April 22nd, 2009, 04:08 PM
Hi Guys,

I'm looking for a little help with a scaleable OpenVPN setup, and the how-tos and tutorials aren't helping me much.

The scenario is this:
I have x number of linux and one or two windows servers in an equal number of different locations
I want them all to connect to an OpenVPN server in an office. They will all only be able to talk to the OpenVPN server, not to each other. I want to connect to the OpenVPN server from a small number of computers that technicians would use to remote administer all the other servers.

Would I use 2 separate OpenVPN servers on one physical machine, one to connect to all the servers and the other to connect all technician machines, with data routed between them? Or is there another option?
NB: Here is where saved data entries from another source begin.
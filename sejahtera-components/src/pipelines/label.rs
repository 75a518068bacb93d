//! Centered text labels.

pub mod command;
pub mod pipeline;

pub use command::{FontWeight, LabelCommand};
pub use pipeline::LabelPipeline;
If one of the servers was compromised, I would not want that to mean that all the servers were compromised.

Can anyone give me an outline of what is possible or even desireable?

Thanks in advance.

April 22nd, 2009, 06:29 PM
I would use smoothwall and then install openvpn smoothwall and leave all the computers/servers on a internal ip address.

so when you get connected on openvpn from outside connection you would be connected to your internal network.

by doing this way its more secure.

the reason why I did this way because I was having same issue as you intill I installed openvpn on my smoothwall.

April 23rd, 2009, 07:51 AM
Thanks for your reply, but that would not work because all the servers are in remote locations and the technicians are in different locations. I suppose what I am trying to set up is a virtual WAN, but with some differences.

I could isolate the server nodes from each other by careful setting up of the firewalls but I was just looking for other ideas which might help me create a flexible but secure network.

So any other ideas?

April 24th, 2009, 09:48 AM

Please check http://ubuntuforums.org/showthread.php?t=752127 - Part 1 would be appropriate in your environment.

for example you may setup server in office as nA/rA and server at remote place as nB/rB, this way remote server is connected to office server via openvpn. Follow similar setup for other remote servers also. So that at the end, your office server would have connectivity to all remote servers but remote servers would see only office server.

Hope this helps.